• **Task directions**
Please return all lines from the records below that include the string "PartialEq".

• **Information provided**

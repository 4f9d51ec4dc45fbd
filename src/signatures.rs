//! Function signatures used by a package.
//!
//! A package's signature registry holds:
//! - one entry per function or method declaration
//! - one entry per function literal
//! - one entry per call expression whose callee signature is not identical
//!   to one already collected
//!
//! Declarations and literals are collected by the parallel file scan. Calls
//! are collected afterwards in a single pass over the files in name order,
//! so which call wins a signature is reproducible.

use std::fmt;
use std::sync::Arc;

use pkgreg_core::node::Ident;
use pkgreg_core::object::Element;
use pkgreg_core::position::Span;
use pkgreg_core::registry::Registry;
use pkgreg_core::types::{Signature, Symbol};

use crate::frontend::syntax::{Decl, Expr, FuncDecl, SourceFile};
use crate::frontend::TypesInfo;

/// Where a signature was found.
#[derive(Debug, Clone, Copy, PartialEq, Eq, Hash)]
pub enum SignatureSite {
    Func,
    Method,
    FuncLit,
    Call,
}

impl SignatureSite {
    pub fn as_str(self) -> &'static str {
        match self {
            SignatureSite::Func => "func",
            SignatureSite::Method => "method",
            SignatureSite::FuncLit => "func_lit",
            SignatureSite::Call => "call",
        }
    }
}

impl fmt::Display for SignatureSite {
    fn fmt(&self, f: &mut fmt::Formatter<'_>) -> fmt::Result {
        f.write_str(self.as_str())
    }
}

/// One collected signature.
#[derive(Debug, Clone, PartialEq)]
pub struct SignatureEntry {
    node: Span,
    /// Declared name, or the callee's name for a call. Literals have none.
    ident: Option<Ident>,
    site: SignatureSite,
    signature: Signature,
}

impl SignatureEntry {
    pub fn new(node: Span, ident: Option<Ident>, site: SignatureSite, signature: Signature) -> Self {
        SignatureEntry {
            node,
            ident,
            site,
            signature,
        }
    }

    pub fn span(&self) -> Span {
        self.node
    }

    pub fn ident(&self) -> Option<&Ident> {
        self.ident.as_ref()
    }

    pub fn site(&self) -> SignatureSite {
        self.site
    }

    pub fn signature(&self) -> &Signature {
        &self.signature
    }
}

impl Element for SignatureEntry {
    fn node(&self) -> Option<Span> {
        Some(self.node)
    }

    fn name(&self) -> &str {
        self.ident.as_ref().map(|i| i.name.as_str()).unwrap_or("")
    }
}

/// Signatures of the function declarations and literals in `file`.
pub(crate) fn declared(file: &SourceFile, info: &TypesInfo) -> Vec<Arc<SignatureEntry>> {
    let mut out = Vec::new();
    for decl in &file.decls {
        if let Decl::Func(func) = decl {
            if let Some(entry) = declaration(func, info) {
                out.push(Arc::new(entry));
            }
        }
    }
    file.walk(&mut |expr| {
        if let Expr::FuncLit(lit) = expr {
            if let Some(signature) = &lit.signature {
                out.push(Arc::new(SignatureEntry::new(
                    lit.span,
                    None,
                    SignatureSite::FuncLit,
                    signature.clone(),
                )));
            }
        }
    });
    out
}

fn declaration(func: &FuncDecl, info: &TypesInfo) -> Option<SignatureEntry> {
    let Some(Symbol::Func(symbol)) = info.object_of(&func.name) else {
        return None;
    };
    let site = if func.recv.is_some() {
        SignatureSite::Method
    } else {
        SignatureSite::Func
    };
    Some(SignatureEntry::new(
        func.span,
        Some(func.name.clone()),
        site,
        symbol.signature.clone(),
    ))
}

/// Add call signatures not identical to any already in `registry`.
///
/// Must run after every declaration and literal has been added.
pub(crate) fn collect_calls(files: &[&SourceFile], registry: &Registry<SignatureEntry>) -> usize {
    let mut known: Vec<Signature> = Vec::with_capacity(registry.len());
    registry.for_each_unordered(|entry| known.push(entry.signature.clone()));

    let mut files = files.to_vec();
    files.sort_by(|a, b| a.name.cmp(&b.name));

    let mut fresh = Vec::new();
    for file in files {
        file.walk(&mut |expr| {
            let Expr::Call(call) = expr else {
                return;
            };
            let Some(signature) = &call.signature else {
                return;
            };
            if known.iter().any(|k| k.identical(signature)) {
                return;
            }
            known.push(signature.clone());
            fresh.push(Arc::new(SignatureEntry::new(
                call.span,
                callee(&call.fun).cloned(),
                SignatureSite::Call,
                signature.clone(),
            )));
        });
    }
    registry.add(fresh)
}

/// Identifier naming a callee (`f`, `pkg.F`, `x.M`, `F[T]`).
fn callee(fun: &Expr) -> Option<&Ident> {
    match fun {
        Expr::Ident(ident) => Some(ident),
        Expr::Selector { sel, .. } => Some(sel),
        Expr::Index { x, .. } => callee(x),
        _ => None,
    }
}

• **Reply**
#[derive(Debug, Clone, Copy, PartialEq, Eq, Hash)]
#[derive(Debug, Clone, PartialEq)]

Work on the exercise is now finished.